Le serveur revient vers moi : « Alors qu’est-ce qu’on mange ? » Il est toulousain, cela ne fait aucun doute, familier comme il se doit en ces lieux où la chère est bonne et abondante, restaurant traditionnellement populaire.
M. et Mme Carmen ont ouvert cette « affaire » située en face des anciens abattoirs de la ville de Toulouse, dans le quartier Saint- Cyprien, alors que veaux, vaches, cochons beuglaient et grognaient encore à la porte.
« Alors qu’est-ce qu’on mange ? » Le choix est difficile, la carte est riche, toutes sortes de pièces de viande, bien entendu. La maison a conservé sa tradition bouchère.
On n’abat plus les animaux juste en face, les chevillards n’apportent plus à Mme Carmen leurs morceaux « prélevés directement sur la bête» ; malgré cela, son fils et maintenant son petit-fils ont su conserver cette qualité incomparable.
J’ai le plaisir et le privilège d’être servie par Olivier, le petit-fils des fondateurs de cette institution, qui compte aujourd’hui trois adresses dans la Ville rose et, si j’en crois la rumeur polytechnicienne, toutes trois généreuses aux gosiers.
Secrets de fabrication
Pour l’entrée, j’ai choisi une salade de pot-au-feu : original et succulent, j’en suis encore tout émue. Je questionne le patron, c’est tellement bon. Mais malgré mes menaces, il gardera jalousement le secret de cette vieille recette concoctée par sa grand-mère.

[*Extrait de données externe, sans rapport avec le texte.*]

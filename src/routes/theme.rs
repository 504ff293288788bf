//! Theme routes.

use axum::Json;
use axum::extract::State;
use serde::{Deserialize, Serialize};

use crate::state::AppState;
use crate::theme::{ResolvedTheme, SunWindow, ThemeMode};

#[derive(Debug, Serialize)]
pub struct ThemeSnapshot {
    pub mode: ThemeMode,
    pub resolved: Option<ResolvedTheme>,
    /// Present only in `auto`.
    pub sun_window: Option<SunWindow>,
}

#[derive(Debug, Deserialize)]
pub struct SetModeBody {
    pub mode: ThemeMode,
}

async fn snapshot(state: &AppState) -> ThemeSnapshot {
    state
        .session
        .read(|s| ThemeSnapshot { mode: s.theme_mode, resolved: s.resolved_theme, sun_window: s.sun_window })
        .await
}

/// `GET /api/theme`
pub async fn get_theme(State(state): State<AppState>) -> Json<ThemeSnapshot> {
    Json(snapshot(&state).await)
}

/// `PUT /api/theme`
pub async fn set_mode(State(state): State<AppState>, Json(body): Json<SetModeBody>) -> Json<ThemeSnapshot> {
    state.theme.set_mode(body.mode).await;
    Json(snapshot(&state).await)
}

/// `POST /api/theme/toggle`
pub async fn toggle(State(state): State<AppState>) -> Json<ThemeSnapshot> {
    state.theme.toggle().await;
    Json(snapshot(&state).await)
}
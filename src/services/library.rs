//! Library service — favorites, watchlist, sidebar flag.
//!
//! DESIGN
//! ======
//! Each list lives under its own key as one JSON array. Every mutation is a
//! read-modify-write of that array behind a process-local mutex, so two
//! concurrent adds never drop each other. Lists are de-duplicated by movie
//! id on write and again on read, which repairs a store edited by hand.
//!
//! ERROR HANDLING
//! ==============
//! Unparseable stored JSON reads as an empty list and is logged. Write
//! failures are returned to the caller and counted as a fallback.

use std::collections::HashSet;
use std::sync::{Arc, Mutex, PoisonError};

use serde::de::DeserializeOwned;
use serde::{Deserialize, Serialize};
use tracing::{info, warn};

use crate::error::ErrorCode;
use crate::state::{FallbackKind, FallbackStats};
use crate::storage::{KeyValueStore, StorageError, keys};
use crate::tmdb::Movie;

/// A watchlist record: the movie summary plus when it was added.
#[derive(Debug, Clone, PartialEq, Serialize, Deserialize)]
pub struct WatchlistEntry {
    #[serde(flatten)]
    pub movie: Movie,
    /// Unix seconds.
    #[serde(default)]
    pub added_at: i64,
}

#[derive(Clone)]
pub struct Library {
    store: Arc<dyn KeyValueStore>,
    fallbacks: FallbackStats,
    write_lock: Arc<Mutex<()>>,
}

impl Library {
    #[must_use]
    pub fn new(store: Arc<dyn KeyValueStore>, fallbacks: FallbackStats) -> Self {
        Self { store, fallbacks, write_lock: Arc::new(Mutex::new(())) }
    }

    // =========================================================================
    // FAVORITES
    // =========================================================================

    #[must_use]
    pub fn favorites(&self) -> Vec<Movie> {
        dedup_by_id(self.read_list(keys::FAVORITES), |m: &Movie| m.id)
    }

    #[must_use]
    pub fn is_favorite(&self, id: u64) -> bool {
        self.favorites().iter().any(|m| m.id == id)
    }

    /// Add `movie` unless a favorite with the same id exists. Returns whether
    /// the list changed.
    ///
    /// # Errors
    ///
    /// Returns an error if the updated list cannot be persisted.
    pub fn add_favorite(&self, movie: Movie) -> Result<bool, StorageError> {
        let _guard = self.write_lock.lock().unwrap_or_else(PoisonError::into_inner);
        let mut favorites = self.favorites();
        if favorites.iter().any(|m| m.id == movie.id) {
            return Ok(false);
        }
        info!(movie_id = movie.id, title = %movie.title, "favorite added");
        favorites.push(movie);
        self.write_list(keys::FAVORITES, &favorites)?;
        Ok(true)
    }

    /// # Errors
    ///
    /// Returns an error if the updated list cannot be persisted.
    pub fn remove_favorite(&self, id: u64) -> Result<bool, StorageError> {
        let _guard = self.write_lock.lock().unwrap_or_else(PoisonError::into_inner);
        let mut favorites = self.favorites();
        let before = favorites.len();
        favorites.retain(|m| m.id != id);
        if favorites.len() == before {
            return Ok(false);
        }
        info!(movie_id = id, "favorite removed");
        self.write_list(keys::FAVORITES, &favorites)?;
        Ok(true)
    }

    // =========================================================================
    // WATCHLIST
    // =========================================================================

    #[must_use]
    pub fn watchlist(&self) -> Vec<WatchlistEntry> {
        dedup_by_id(self.read_list(keys::WATCHLIST), |e: &WatchlistEntry| e.movie.id)
    }

    /// Add `movie` stamped with `added_at` unless it is already listed.
    ///
    /// # Errors
    ///
    /// Returns an error if the updated list cannot be persisted.
    pub fn add_to_watchlist(&self, movie: Movie, added_at: i64) -> Result<bool, StorageError> {
        let _guard = self.write_lock.lock().unwrap_or_else(PoisonError::into_inner);
        let mut watchlist = self.watchlist();
        if watchlist.iter().any(|e| e.movie.id == movie.id) {
            return Ok(false);
        }
        info!(movie_id = movie.id, title = %movie.title, "watchlist entry added");
        watchlist.push(WatchlistEntry { movie, added_at });
        self.write_list(keys::WATCHLIST, &watchlist)?;
        Ok(true)
    }

    /// # Errors
    ///
    /// Returns an error if the updated list cannot be persisted.
    pub fn remove_from_watchlist(&self, id: u64) -> Result<bool, StorageError> {
        let _guard = self.write_lock.lock().unwrap_or_else(PoisonError::into_inner);
        let mut watchlist = self.watchlist();
        let before = watchlist.len();
        watchlist.retain(|e| e.movie.id != id);
        if watchlist.len() == before {
            return Ok(false);
        }
        info!(movie_id = id, "watchlist entry removed");
        self.write_list(keys::WATCHLIST, &watchlist)?;
        Ok(true)
    }

    // =========================================================================
    // SIDEBAR
    // =========================================================================

    #[must_use]
    pub fn sidebar_collapsed(&self) -> bool {
        self.store.get(keys::SIDEBAR_COLLAPSED).is_some_and(|v| v.trim() == "true")
    }

    /// # Errors
    ///
    /// Returns an error if the flag cannot be persisted.
    pub fn set_sidebar_collapsed(&self, collapsed: bool) -> Result<(), StorageError> {
        let value = if collapsed { "true" } else { "false" };
        self.store
            .set(keys::SIDEBAR_COLLAPSED, value)
            .inspect_err(|e| self.record_write_failure(keys::SIDEBAR_COLLAPSED, e))
    }

    fn read_list<T: DeserializeOwned>(&self, key: &str) -> Vec<T> {
        let Some(raw) = self.store.get(key) else {
            return Vec::new();
        };
        match serde_json::from_str(&raw) {
            Ok(items) => items,
            Err(e) => {
                warn!(key, error = %e, "stored list is not valid JSON; reading as empty");
                Vec::new()
            }
        }
    }

    fn write_list<T: Serialize>(&self, key: &str, items: &[T]) -> Result<(), StorageError> {
        let encoded = serde_json::to_string(items).map_err(StorageError::from);
        encoded
            .and_then(|raw| self.store.set(key, &raw))
            .inspect_err(|e| self.record_write_failure(key, e))
    }

    fn record_write_failure(&self, key: &str, err: &StorageError) {
        warn!(key, error = %err, code = err.error_code(), "library write failed");
        self.fallbacks.record(FallbackKind::StorageWrite);
    }
}

/// Keep the first record for each id, preserving order.
fn dedup_by_id<T>(items: Vec<T>, id: impl Fn(&T) -> u64) -> Vec<T> {
    let mut seen = HashSet::new();
    items.into_iter().filter(|item| seen.insert(id(item))).collect()
}

#[cfg(test)]
#[path = "library_test.rs"]
mod tests;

Bien que repue, le devoir m’entraînant aux pires excès, j’ai choisi un plat. Le garçon m’apporte un onglet à l’échalote, rien à dire : cuisson parfaite, viande tendre et goûteuse, sauce exactement assaisonnée. C’est accompagné d’un joli bol en terre cuite rempli de frites maison, je n‘en laisse pas une. Mes voisins non plus.
La carte des vins est plutôt riche, presque trop. Il y en a de toutes les régions, pour tous les goûts et tous les portefeuilles ; de quoi étourdir don José. J’aurais préféré un choix plus restreint et plus « ciblé », je me contente d’un pichet de cabardès AOC à cinq euros. Olé !
Agaceries tripières et plats canailles
Çà et là, on sert : terrine de pieds de cochon ou de veau arrangée au piment d’Espelette, côtes, entrecôtes, cassolettes d’escargots, déclinaisons de foie gras, pot-au-feu et son os à mœlle, souris d’agneau rôtie à l’ail, langue de veau, canards et j’en passe, toutes agaceries tripières et plats canailles de l’abattoir.
Bien que trop rassasiée, mais on ne vient pas ici pour les desserts, je finis sur un café gourmand respectable. Je n’ai pas osé le baba au rhum ou le mille-feuille que me recommandait très chaudement le garçon.
Les capitouls ont tranché
Les clients s’attardent, les tablées sont joviales, voire chantantes, couvées par le patron et les garçons à la présence chaleureuse et prévenante.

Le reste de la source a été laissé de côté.